After our time in Tuscany, it was time to head south. The drive from Montalcino to Sorrento was about 5 1/2 hours so I decided we would split it up with a stop in Spoleto to take a look at the massive aquaduct there.
As we drove into Spoleto I could see Jeremy getting nervous. I had him driving through the city, which really is more of a village town with tiny cobblestone streets. He kept wanting to turn around and go a different way, but I explained to him that the only way to the parking area nearest the aquaduct was up this way and he was just going to have to suck it up. He did and the drive through the town was an exciting adventure... at least for one of us. I will say, his driving got quite a bit more daring after that experience.
The massive aquaduct was impressive to view. Since it has a pedestrian bridge on one side, you can cross and reach a bunch of hiking trails on the other side. We didn't know about them before hand, so we weren't prepared to do a long hike, but we did take the main trail around the mountain side. The trail is clearly an exercise trail and they have exercise spots every 100 yards or so. Each spot has a chart of exercises and the necessary equipment. For example, one area is a slalom course (i think it's the trail warmup). So there are 5 or 6 large posts for you to run around and between. I think it's nice and a great way to keep people in shape. It was also really neat to see the aquaduct from the other side of the mountain.
Around 2pm we headed the rest of the way to Sorrento. Unfortunately this put us right into rush hour traffic and apparently high shopping time. As soon as the highway ended we were on more small roads with shops lining either side. Like everywhere else in Italy, people don't care much about the cars, and it's a long slow process to get through the area. Also we noticed a ridiculous amount of people on scooters. Apparently this is the most popular way of getting around. And I can understand why. Cause these little babies just zigzag through traffic, choosing whichever laws they decide apply to them (usually none). So between the people and the scooters, you are always on the defensive. It took about an hour to get through an area that the gps said would take 10 minutes. But we made it and arrived at our hotel (La Vue D' Or) way up on the hill side. The view from our balcony was amazing. I'm really glad we decided to stay off the town. Plus the hotel had a shuttle that ran on a pretty exact schedule, so it was easy to catch the shuttle into town in the morning for the boat to Capri and then grab the shuttle home again that night.

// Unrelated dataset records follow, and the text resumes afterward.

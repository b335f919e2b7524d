//! island-bridge Core - Domain types, configuration and ports
//!
//! This crate contains the hexagonal architecture core with:
//! - **Domain types** - `SyncTarget`, `SyncMode`, `TransferDirection`, `SyncSummary`
//! - **Path utilities** - relative/remote path mapping shared by the engine and the watcher
//! - **Configuration** - profiles, projects and engine tuning loaded from YAML or JSON
//! - **Port definitions** - Traits for adapters: `IRemoteStorage`, `IProgressObserver`
//!
//! # Architecture
//!
//! The domain module holds plain data and pure functions.
//! Ports define trait interfaces that adapter crates implement
//! (`ibridge-ssh` for remote storage, `ibridge-cli` for progress output).
//! The sync engine in `ibridge-sync` orchestrates both through these ports.

pub mod config;
pub mod domain;
pub mod ports;
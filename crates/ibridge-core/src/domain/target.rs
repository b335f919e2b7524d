//! Sync target and direction types
//!
//! A [`SyncTarget`] is the immutable description of one local/remote pair
//! that an engine instance works on. [`SyncMode`] selects which directional
//! pass runs; [`TransferDirection`] tags a single file transfer.

use std::fmt::{self, Display, Formatter};
use std::path::{Path, PathBuf};
use std::str::FromStr;

use serde::{Deserialize, Serialize};

use super::errors::DomainError;
use super::paths::resolve_local_base;
use crate::config::Project;

// ============================================================================
// SyncMode
// ============================================================================

/// Direction of a full sync pass
///
/// Serialized as `upload` / `download` / `bidirectional`; the older
/// `one-way-local` / `one-way-remote` / `two-way` spellings are accepted
/// when reading configuration.
#[derive(Debug, Clone, Copy, PartialEq, Eq, Hash, Default, Serialize, Deserialize)]
#[serde(rename_all = "snake_case")]
pub enum SyncMode {
    /// Push the local tree to the remote
    #[default]
    #[serde(alias = "one-way-local")]
    Upload,
    /// Pull the remote tree to the local side
    #[serde(alias = "one-way-remote")]
    Download,
    /// Pull, then push
    #[serde(alias = "two-way", alias = "both")]
    Bidirectional,
}

impl SyncMode {
    /// Lenient mapping used for project modes: unknown or empty strings
    /// fall back to [`SyncMode::Upload`].
    pub fn from_mode_str(mode: &str) -> Self {
        mode.parse().unwrap_or_default()
    }

    /// The string used in configuration files and JSON output
    pub fn as_str(&self) -> &'static str {
        match self {
            SyncMode::Upload => "upload",
            SyncMode::Download => "download",
            SyncMode::Bidirectional => "bidirectional",
        }
    }
}

impl Display for SyncMode {
    fn fmt(&self, f: &mut Formatter<'_>) -> fmt::Result {
        f.write_str(self.as_str())
    }
}

impl FromStr for SyncMode {
    type Err = DomainError;

    fn from_str(s: &str) -> Result<Self, Self::Err> {
        match s.trim().to_ascii_lowercase().as_str() {
            "upload" | "up" | "push" | "one-way-local" => Ok(SyncMode::Upload),
            "download" | "down" | "pull" | "one-way-remote" => Ok(SyncMode::Download),
            "both" | "bidirectional" | "two-way" => Ok(SyncMode::Bidirectional),
            other => Err(DomainError::InvalidSyncMode(other.to_string())),
        }
    }
}

// ============================================================================
// TransferDirection
// ============================================================================

/// Direction tag of a single file transfer
#[derive(Debug, Clone, Copy, PartialEq, Eq, Hash, Serialize, Deserialize)]
#[serde(rename_all = "snake_case")]
pub enum TransferDirection {
    Upload,
    Download,
}

impl Display for TransferDirection {
    fn fmt(&self, f: &mut Formatter<'_>) -> fmt::Result {
        match self {
            TransferDirection::Upload => f.write_str("upload"),
            TransferDirection::Download => f.write_str("download"),
        }
    }
}

// ============================================================================
// SyncTarget
// ============================================================================

/// One local tree paired with one remote tree
///
/// Owned by the caller and shared read-only with the engine and the watcher
/// for their whole lifetime.
#[derive(Debug, Clone, PartialEq, Eq)]
pub struct SyncTarget {
    /// Absolute, cleaned local root
    pub local_root: PathBuf,
    /// Remote root in the remote host's `/` convention
    pub remote_root: String,
    /// Ignore glob patterns, in configuration order
    pub ignore: Vec<String>,
    /// Default direction when the caller does not pick one
    pub mode: SyncMode,
    /// Whether continuous watching is enabled for this target
    pub watch: bool,
}

impl SyncTarget {
    /// Creates a target rooted at an explicit local path
    pub fn new(local_root: impl Into<PathBuf>, remote_root: impl Into<String>) -> Self {
        Self {
            local_root: local_root.into(),
            remote_root: remote_root.into(),
            ignore: Vec::new(),
            mode: SyncMode::default(),
            watch: false,
        }
    }

    /// Sets the ignore patterns
    pub fn with_ignore<I, S>(mut self, patterns: I) -> Self
    where
        I: IntoIterator<Item = S>,
        S: Into<String>,
    {
        self.ignore = patterns.into_iter().map(Into::into).collect();
        self
    }

    /// Sets the default sync mode
    pub fn with_mode(mut self, mode: SyncMode) -> Self {
        self.mode = mode;
        self
    }

    /// Builds a target from a configured project, resolving the local path
    /// against `cwd`.
    pub fn from_project(project: &Project, cwd: &Path) -> Self {
        Self {
            local_root: resolve_local_base(&project.local_path, cwd),
            remote_root: project.remote_path.clone(),
            ignore: project.ignore.clone(),
            mode: project.mode,
            watch: project.watch,
        }
    }
}

#[cfg(test)]
mod tests {
    use super::*;

    #[test]
    fn test_sync_mode_from_str_aliases() {
        for s in ["upload", "up", "push", "UP"] {
            assert_eq!(s.parse::<SyncMode>().unwrap(), SyncMode::Upload);
        }
        for s in ["download", "down", "pull"] {
            assert_eq!(s.parse::<SyncMode>().unwrap(), SyncMode::Download);
        }
        for s in ["both", "bidirectional", "two-way"] {
            assert_eq!(s.parse::<SyncMode>().unwrap(), SyncMode::Bidirectional);
        }
        assert!("sideways".parse::<SyncMode>().is_err());
    }

    #[test]
    fn test_from_mode_str_defaults_to_upload() {
        assert_eq!(SyncMode::from_mode_str("one-way-local"), SyncMode::Upload);
        assert_eq!(SyncMode::from_mode_str("one-way-remote"), SyncMode::Download);
        assert_eq!(SyncMode::from_mode_str("two-way"), SyncMode::Bidirectional);
        assert_eq!(SyncMode::from_mode_str(""), SyncMode::Upload);
        assert_eq!(SyncMode::from_mode_str("unknown"), SyncMode::Upload);
    }

    #[test]
    fn test_sync_mode_serde_accepts_legacy_names() {
        let mode: SyncMode = serde_json::from_str("\"two-way\"").unwrap();
        assert_eq!(mode, SyncMode::Bidirectional);
        let mode: SyncMode = serde_json::from_str("\"one-way-remote\"").unwrap();
        assert_eq!(mode, SyncMode::Download);
        assert_eq!(
            serde_json::to_string(&SyncMode::Bidirectional).unwrap(),
            "\"bidirectional\""
        );
    }

    #[test]
    fn test_target_from_project() {
        let project = Project {
            name: "web".into(),
            profile: "dev".into(),
            local_path: "./site".into(),
            remote_path: "/srv/web".into(),
            mode: SyncMode::Bidirectional,
            watch: true,
            ignore: vec![".git".into()],
        };

        let target = SyncTarget::from_project(&project, Path::new("/home/me"));
        assert_eq!(target.local_root, PathBuf::from("/home/me/site"));
        assert_eq!(target.remote_root, "/srv/web");
        assert_eq!(target.ignore, vec![".git".to_string()]);
        assert_eq!(target.mode, SyncMode::Bidirectional);
        assert!(target.watch);
    }
}
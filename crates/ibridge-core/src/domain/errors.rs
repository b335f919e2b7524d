//! Domain error types
//!
//! This module defines error types specific to domain operations:
//! path resolution against a sync root, lookups of named profiles and
//! projects, and parsing of sync modes.

use thiserror::Error;

/// Errors that can occur in domain operations
#[derive(Debug, Error, Clone, PartialEq, Eq)]
pub enum DomainError {
    /// Invalid path format or content
    #[error("Invalid path: {0}")]
    InvalidPath(String),

    /// Path is not within the configured sync root
    #[error("Path not within sync root: {0}")]
    PathNotInSyncRoot(String),

    /// Unrecognised sync mode or direction string
    #[error("Invalid sync mode: {0}")]
    InvalidSyncMode(String),

    /// No profile with the given name exists in the configuration
    #[error("Profile not found: {0}")]
    ProfileNotFound(String),

    /// No project with the given name exists in the configuration
    #[error("Project not found: {0}")]
    ProjectNotFound(String),

    /// Generic validation failure
    #[error("Validation failed: {0}")]
    ValidationFailed(String),
}
//! Git command - Run git in the project's remote directory
//!
//! Provides the `ibridge git` CLI command which:
//! 1. Resolves the project and connects to its profile
//! 2. Runs the git subcommand inside the remote root
//! 3. Prints git's output, or a short confirmation when there is none

use anyhow::Result;
use clap::Subcommand;
use serde_json::json;
use tracing::info;

use ibridge_ssh::{run_git, GitOperation};

use crate::context::CliContext;
use crate::output::{get_formatter, OutputFormat};

/// Git subcommands run on the remote host
#[derive(Debug, Subcommand)]
pub enum GitCommand {
    /// Show the working tree status
    Status,
    /// Show unstaged changes
    Diff {
        /// Limit the diff to these files
        files: Vec<String>,
    },
    /// Stage files (everything when none are given)
    Add {
        files: Vec<String>,
    },
    /// Record staged changes
    Commit {
        /// Commit message
        #[arg(short, long)]
        message: String,
    },
    /// Push the current branch
    Push,
    /// Pull into the current branch
    Pull,
    /// Show recent commits
    Log {
        /// Number of commits
        #[arg(short = 'n', long, default_value_t = 10)]
        count: u32,
    },
    /// Show the current branch
    Branch,
}

impl GitCommand {
    fn operation(&self) -> GitOperation {
        match self {
            Self::Status => GitOperation::Status,
            Self::Diff { files } => GitOperation::Diff {
                files: files.clone(),
            },
            Self::Add { files } => GitOperation::Add {
                files: files.clone(),
            },
            Self::Commit { message } => GitOperation::Commit {
                message: message.clone(),
            },
            Self::Push => GitOperation::Push,
            Self::Pull => GitOperation::Pull,
            Self::Log { count } => GitOperation::Log { count: *count },
            Self::Branch => GitOperation::Branch,
        }
    }

    pub async fn execute(&self, ctx: &CliContext, format: OutputFormat) -> Result<()> {
        let formatter = get_formatter(format.is_json());
        let operation = self.operation();
        // Reject bad arguments before opening a connection
        operation.args()?;

        let config = ctx.load_config()?;
        let resolved = ctx.resolve(&config)?;
        info!(
            project = %resolved.project.name,
            op = operation.name(),
            "Running remote git"
        );

        let remote = ctx.connect(&resolved.profile).await?;
        let result = run_git(remote.as_ref(), &resolved.target.remote_root, &operation).await;
        remote.close().await;
        let output = result?;

        if format.is_json() {
            formatter.print_json(&json!({
                "project": resolved.project.name,
                "command": operation.name(),
                "output": output,
            }));
        } else if !output.trim().is_empty() {
            print!("{output}");
            if !output.ends_with('\n') {
                println!();
            }
        } else if !ctx.quiet {
            formatter.success(&confirmation(&operation));
        }
        Ok(())
    }
}

/// Message shown when git printed nothing
fn confirmation(operation: &GitOperation) -> String {
    match operation {
        GitOperation::Add { .. } => "Files staged".to_string(),
        GitOperation::Push => "Pushed".to_string(),
        GitOperation::Pull => "Already up to date".to_string(),
        other => format!("git {} finished", other.name()),
    }
}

The next morning we decided to head to the Isle of Capri. I really wanted to take a small boat into the blue grotto, however, much to my dismay, it was raining that day and the seas were pretty rough. Even if it is sunny out, rough seas will stop the boats from entering this tiny little cave on the side of the cliff. The opening is so small that you have to lay down in the boat to get through. But since we were hear we figured we would at least take the big boat from Sorrento over to the Isle of Capri and walk around a while. Even though the small boats weren't running we could hike around the island and take the bus down to the entrance of the blue grotto.
I had decided before we arrived in Italy that I was going to try to swim into the blue grotto. I read that you could swim in anytime the boats weren't running (usually early morning or late afternoon). I also knew that while swimming into the grotto was "strictly forbidden," it was generally accepted and often done by the locals. I informed Jeremy of my plans, but he was none to thrilled with this idea. When we got to the grotto the waves were crashing pretty hard against the entrance. I knew at this point going in would be a bad idea, but I so desperately wanted to go. I also knew that it wouldn't be nearly that amazing on this particluar day becuase of the clouds and the light rain. The awe of the grotto comes from the sun hitting the water on the outside of the cave, and reflecting down into the water and up from below. From inside the grotto the water looks iridescent blue, the brightest blue you've ever seen. So I knew even if I entered the grotto I wouldn't see what I had come to see. As I was finally accepting my disappointment I saw what I considered to be the last straw... jellyfish. Yep, that was it. No way in hell was I getting in that water.
After seeing the grotto and walking along the water for a while, we headed up to the other side of the island to Villa Jovis. Emperor Tiberius spent a decade here, 26-37 A.D., because he was terrified of being assassinated in Rome. This ruined villa is pretty neat to explore and also makes for a lovely hike around the island.
Since the last boat back to Sorrento was at 5:20, we headed back down to the dock and returned to Sorrento for dinner. The next day we headed off to Pompeii and Rome.